+++ EXERCISE MATERIALS
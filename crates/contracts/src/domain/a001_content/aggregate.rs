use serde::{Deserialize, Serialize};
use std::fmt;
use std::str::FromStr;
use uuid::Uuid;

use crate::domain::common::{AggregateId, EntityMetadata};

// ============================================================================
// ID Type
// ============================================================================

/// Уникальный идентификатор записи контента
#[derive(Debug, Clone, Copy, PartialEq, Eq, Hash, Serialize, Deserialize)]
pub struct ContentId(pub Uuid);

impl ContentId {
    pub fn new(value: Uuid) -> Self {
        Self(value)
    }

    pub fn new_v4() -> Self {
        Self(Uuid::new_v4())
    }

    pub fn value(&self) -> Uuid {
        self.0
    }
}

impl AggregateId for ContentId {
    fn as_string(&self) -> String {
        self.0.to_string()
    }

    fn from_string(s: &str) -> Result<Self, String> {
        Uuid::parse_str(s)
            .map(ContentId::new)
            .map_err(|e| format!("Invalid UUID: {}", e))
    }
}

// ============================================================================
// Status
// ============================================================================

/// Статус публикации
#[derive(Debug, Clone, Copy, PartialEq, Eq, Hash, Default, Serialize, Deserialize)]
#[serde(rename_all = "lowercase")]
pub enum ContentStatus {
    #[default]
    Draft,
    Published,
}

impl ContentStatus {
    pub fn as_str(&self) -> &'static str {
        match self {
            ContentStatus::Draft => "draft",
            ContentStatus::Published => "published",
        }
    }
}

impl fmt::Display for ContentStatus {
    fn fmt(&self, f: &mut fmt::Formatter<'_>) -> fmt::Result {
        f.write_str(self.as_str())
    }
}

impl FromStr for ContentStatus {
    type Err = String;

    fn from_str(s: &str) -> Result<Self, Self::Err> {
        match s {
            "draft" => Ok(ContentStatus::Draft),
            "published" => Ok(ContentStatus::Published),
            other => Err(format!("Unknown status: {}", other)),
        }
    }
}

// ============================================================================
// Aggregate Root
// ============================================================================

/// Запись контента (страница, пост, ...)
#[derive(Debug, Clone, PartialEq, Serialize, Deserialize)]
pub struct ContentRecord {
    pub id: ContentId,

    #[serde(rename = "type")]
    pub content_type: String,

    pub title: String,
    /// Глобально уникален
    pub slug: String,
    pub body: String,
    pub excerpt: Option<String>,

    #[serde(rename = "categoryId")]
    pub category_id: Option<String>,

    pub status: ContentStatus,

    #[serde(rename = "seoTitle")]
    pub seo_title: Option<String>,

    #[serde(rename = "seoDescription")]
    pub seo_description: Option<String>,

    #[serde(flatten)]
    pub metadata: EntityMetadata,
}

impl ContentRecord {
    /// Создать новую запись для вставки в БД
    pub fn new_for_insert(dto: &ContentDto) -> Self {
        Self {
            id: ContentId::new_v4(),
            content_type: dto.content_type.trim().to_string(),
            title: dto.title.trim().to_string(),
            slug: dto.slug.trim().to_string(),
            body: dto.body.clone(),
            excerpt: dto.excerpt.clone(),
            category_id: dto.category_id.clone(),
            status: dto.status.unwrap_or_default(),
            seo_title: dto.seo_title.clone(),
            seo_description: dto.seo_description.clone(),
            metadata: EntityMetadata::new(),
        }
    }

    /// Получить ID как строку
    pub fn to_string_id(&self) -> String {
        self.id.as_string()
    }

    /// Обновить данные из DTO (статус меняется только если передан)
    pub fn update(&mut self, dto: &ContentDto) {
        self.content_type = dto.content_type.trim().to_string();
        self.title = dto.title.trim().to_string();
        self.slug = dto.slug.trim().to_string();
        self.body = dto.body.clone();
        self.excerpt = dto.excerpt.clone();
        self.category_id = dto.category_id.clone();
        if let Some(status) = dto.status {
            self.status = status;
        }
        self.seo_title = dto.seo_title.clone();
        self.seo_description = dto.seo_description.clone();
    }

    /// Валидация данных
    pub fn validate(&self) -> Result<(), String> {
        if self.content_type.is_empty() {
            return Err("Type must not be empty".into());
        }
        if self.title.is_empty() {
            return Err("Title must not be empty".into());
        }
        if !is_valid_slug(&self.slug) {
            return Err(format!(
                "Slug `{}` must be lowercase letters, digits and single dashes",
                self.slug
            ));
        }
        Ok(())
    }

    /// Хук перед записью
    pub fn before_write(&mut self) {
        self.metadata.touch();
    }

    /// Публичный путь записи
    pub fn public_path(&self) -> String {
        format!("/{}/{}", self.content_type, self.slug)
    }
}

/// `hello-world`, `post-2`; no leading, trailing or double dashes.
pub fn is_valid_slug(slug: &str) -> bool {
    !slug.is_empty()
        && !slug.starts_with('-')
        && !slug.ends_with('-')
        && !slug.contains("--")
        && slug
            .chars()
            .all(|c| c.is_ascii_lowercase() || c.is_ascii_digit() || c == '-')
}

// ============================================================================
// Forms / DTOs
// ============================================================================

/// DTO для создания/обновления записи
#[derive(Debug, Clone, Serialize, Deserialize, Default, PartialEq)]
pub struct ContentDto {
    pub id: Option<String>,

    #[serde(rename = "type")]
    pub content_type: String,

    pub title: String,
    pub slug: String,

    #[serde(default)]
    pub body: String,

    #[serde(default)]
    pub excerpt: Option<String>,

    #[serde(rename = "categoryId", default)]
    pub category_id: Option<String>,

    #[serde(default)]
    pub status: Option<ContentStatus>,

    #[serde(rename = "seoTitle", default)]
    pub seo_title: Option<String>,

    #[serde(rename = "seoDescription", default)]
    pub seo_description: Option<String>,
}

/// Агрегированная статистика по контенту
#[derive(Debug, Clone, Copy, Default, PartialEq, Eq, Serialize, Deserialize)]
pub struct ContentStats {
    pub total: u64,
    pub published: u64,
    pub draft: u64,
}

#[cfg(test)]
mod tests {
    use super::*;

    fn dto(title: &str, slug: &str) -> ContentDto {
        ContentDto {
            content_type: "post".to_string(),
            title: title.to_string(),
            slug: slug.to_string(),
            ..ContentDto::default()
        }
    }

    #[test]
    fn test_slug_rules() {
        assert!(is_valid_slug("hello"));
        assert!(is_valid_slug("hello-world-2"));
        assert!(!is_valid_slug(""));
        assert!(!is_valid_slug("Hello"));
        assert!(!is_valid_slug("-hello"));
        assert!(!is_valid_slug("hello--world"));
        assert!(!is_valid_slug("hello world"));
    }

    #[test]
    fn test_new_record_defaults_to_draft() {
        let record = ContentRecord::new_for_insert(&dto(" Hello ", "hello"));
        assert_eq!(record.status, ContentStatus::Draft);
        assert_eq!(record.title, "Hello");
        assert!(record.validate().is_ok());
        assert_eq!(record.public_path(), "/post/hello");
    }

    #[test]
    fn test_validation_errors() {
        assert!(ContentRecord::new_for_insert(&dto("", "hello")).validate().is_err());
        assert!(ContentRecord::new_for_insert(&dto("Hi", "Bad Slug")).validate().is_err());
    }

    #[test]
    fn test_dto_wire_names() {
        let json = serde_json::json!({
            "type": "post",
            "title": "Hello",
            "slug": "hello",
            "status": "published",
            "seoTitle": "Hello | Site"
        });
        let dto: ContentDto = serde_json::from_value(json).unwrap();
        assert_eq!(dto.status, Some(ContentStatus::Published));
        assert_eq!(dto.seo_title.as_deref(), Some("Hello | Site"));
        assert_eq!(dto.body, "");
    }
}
++++++
→ WHAT THE TASK REQUIRES
Working from the listing above, pick out every line that has "Deserialize" and copy it.

→ RESPONSE
use serde::{Deserialize, Serialize};
#[derive(Debug, Clone, Copy, PartialEq, Eq, Hash, Serialize, Deserialize)]
#[derive(Debug, Clone, Copy, PartialEq, Eq, Hash, Default, Serialize, Deserialize)]
#[derive(Debug, Clone, PartialEq, Serialize, Deserialize)]
#[derive(Debug, Clone, Serialize, Deserialize, Default, PartialEq)]
#[derive(Debug, Clone, Copy, Default, PartialEq, Eq, Serialize, Deserialize)]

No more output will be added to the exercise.